The important thing to remember about Gotham is that it’s not about Batman. Granted, Fox could have gone that route, because if Christopher Nolan’s Batman trilogy taught us anything, it’s that the Caped Crusader gives you a license to print money. No, Gotham is actually a police procedural, and a pretty straightforward one at that; it’s just gussied up in the DC Comics mythos, and the pilot episode acts as both a mystery and a race to see how many Easter eggs you can jam into one hour of television (There’s a street called Grundy! That forensic tech was Edward Nygma! Is that standup comedian the Joker? And so on).

This isn’t necessarily a bad thing, because Easter eggs are fun (remember how exciting it was to get that brief glimpse of Harley Quinn on Arrow last season?). Moreover, we all know Batman’s origin story, so it’s a wise move on showrunner Bruno Heller’s part to use Gotham as his sandbox, rather than telling us the same story we’ve heard over and over, and was done so well in Batman Begins (basically, if your Batman story doesn’t have Liam Neeson as a ninja, get the fuck out of my face). The city looks great: it has the dirty, muted color palette of Nolan’s film, plus the occasional, almost obscene splash of primary colors that so distinguished Tim Burton’s versions. It really looks like that New York-Chicago-Philadelphia hybrid that we’ve come to expect.

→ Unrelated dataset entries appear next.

//! Command entry point: parse, validate, ensure a live session, execute,
//! and wrap whatever happened into the response envelope. Errors never
//! escape as `Err`; every path produces a `Response`.

use crate::driver::Driver;
use crate::errors::{AutomationError, Result};
use crate::executor::Executor;
use crate::response::Response;
use crate::session::SessionManager;
use crate::types::{
    Action, AutomationConfig, ClickParams, Command, FillFormParams, NavigateParams, ReadParams,
    ScrollParams, SearchParams, TypeParams, WaitParams,
};
use serde::de::DeserializeOwned;
use serde_json::{json, Value};
use tracing::info;

/// Typed view of `params`, taken before any browser work so that malformed
/// input never costs a session launch. A missing params object means
/// "all defaults".
fn typed_params<T: DeserializeOwned>(command: &Command) -> Result<T> {
    let raw = if command.params.is_null() {
        Value::Object(serde_json::Map::new())
    } else {
        command.params.clone()
    };
    serde_json::from_value(raw)
        .map_err(|e| AutomationError::Validation(format!("invalid params: {e}")))
}

pub struct Dispatcher<D: Driver> {
    session: SessionManager<D>,
    executor: Executor,
}

impl<D: Driver> Dispatcher<D> {
    pub fn new(driver: D, config: AutomationConfig) -> Self {
        Self {
            session: SessionManager::new(driver, config.browser),
            executor: Executor::new(config.timeouts),
        }
    }

    /// Handle one command end to end. Always returns an envelope.
    pub async fn handle(&mut self, command: &Command) -> Response {
        let Some(action) = Action::parse(&command.action) else {
            let err = AutomationError::Validation(format!("unknown action '{}'", command.action));
            return Response::failure(&command.action, &err);
        };
        info!(action = action.name(), "dispatching command");
        match self.dispatch(action, command).await {
            Ok(response) => response,
            Err(err) => Response::failure(action.name(), &err),
        }
    }

    async fn dispatch(&mut self, action: Action, command: &Command) -> Result<Response> {
        match action {
            Action::Navigate => {
                let params: NavigateParams = typed_params(command)?;
                let driver = self.session.ensure_ready().await?;
                let data = self.executor.navigate(driver, &params).await?;
                let url = data["url"].as_str().unwrap_or(&params.url).to_string();
                Ok(Response::success(
                    action.name(),
                    format!("opened {url}"),
                    data,
                ))
            }
            Action::Click => {
                let params: ClickParams = typed_params(command)?;
                let driver = self.session.ensure_ready().await?;
                let data = self.executor.click(driver, &params).await?;
                Ok(Response::success(
                    action.name(),
                    format!("clicked '{}' (index {})", params.selector, params.index),
                    data,
                ))
            }
            Action::Type => {
                let params: TypeParams = typed_params(command)?;
                let driver = self.session.ensure_ready().await?;
                let data = self.executor.type_text(driver, &params).await?;
                Ok(Response::success(
                    action.name(),
                    format!("typed into '{}'", params.selector),
                    data,
                ))
            }
            Action::Read => {
                let params: ReadParams = typed_params(command)?;
                let driver = self.session.ensure_ready().await?;
                let data = self.executor.read(driver, &params).await?;
                Ok(Response::success(
                    action.name(),
                    format!("read text from '{}'", params.selector),
                    data,
                ))
            }
            Action::Scroll => {
                let params: ScrollParams = typed_params(command)?;
                let driver = self.session.ensure_ready().await?;
                let data = self.executor.scroll(driver, &params).await?;
                Ok(Response::success(
                    action.name(),
                    format!(
                        "scrolled {} by {}px",
                        params.direction.name(),
                        params.amount
                    ),
                    data,
                ))
            }
            Action::Wait => {
                let params: WaitParams = typed_params(command)?;
                let driver = self.session.ensure_ready().await?;
                let data = self.executor.wait(driver, &params).await?;
                Ok(Response::success(
                    action.name(),
                    format!("element '{}' appeared", params.selector),
                    data,
                ))
            }
            Action::Search => {
                let params: SearchParams = typed_params(command)?;
                let driver = self.session.ensure_ready().await?;
                let data = self.executor.search(driver, &params).await?;
                Ok(Response::success(
                    action.name(),
                    format!("searched for '{}'", params.query),
                    data,
                ))
            }
            Action::FillForm => {
                let params: FillFormParams = typed_params(command)?;
                let driver = self.session.ensure_ready().await?;
                let report = self.executor.fill_form(driver, &params).await;
                let progress = json!({ "completed": report.completed });
                match report.failed {
                    None => Ok(Response::success(
                        action.name(),
                        format!(
                            "filled {} field(s)",
                            progress["completed"].as_array().map_or(0, Vec::len)
                        ),
                        progress,
                    )),
                    Some((field, err)) => {
                        let mut response =
                            Response::failure_with_progress(action.name(), &err, progress);
                        response.message = format!("form fill stopped at '{field}': {err}");
                        Ok(response)
                    }
                }
            }
        }
    }

    /// Tear the session down. Safe to call repeatedly.
    pub async fn close(&mut self) {
        self.session.close().await;
    }
}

Gotham‘s main character is James Gordon, played by Southland‘s Ben McKenzie. McKenzie is fine, if a little wooden, but one wonders if that might be due to Heller’s script, which frankly does him no favors. It seems that every five minutes McKenzie says, almost directly into the camera, “I’m Detective James Gordon,” as if to remind us that, yes, we’re in Gotham and, yes, it’s very cool. McKenzie has the unenviable task of following in Gary Oldman’s footsteps; Oldman played Gordon like Atticus Finch with a badge, the paragon of decency in a decidedly indecent world, but McKenzie’s take is a little rougher around the edges, most likely because everything on TV is gritty now.

Donal Logue, as Gordon’s partner Harvey Bullock, is fantastic. Bullock was last played on screen by Sons of Anarchy‘s Mark Boone Junior, a filthy beast of a man eating falafel in the rain. Logue’s version achieves the same level of corruption (and perhaps surpasses it) but he balances it out by being a genuinely good detective with a skewed, if unshakable, sense of loyalty.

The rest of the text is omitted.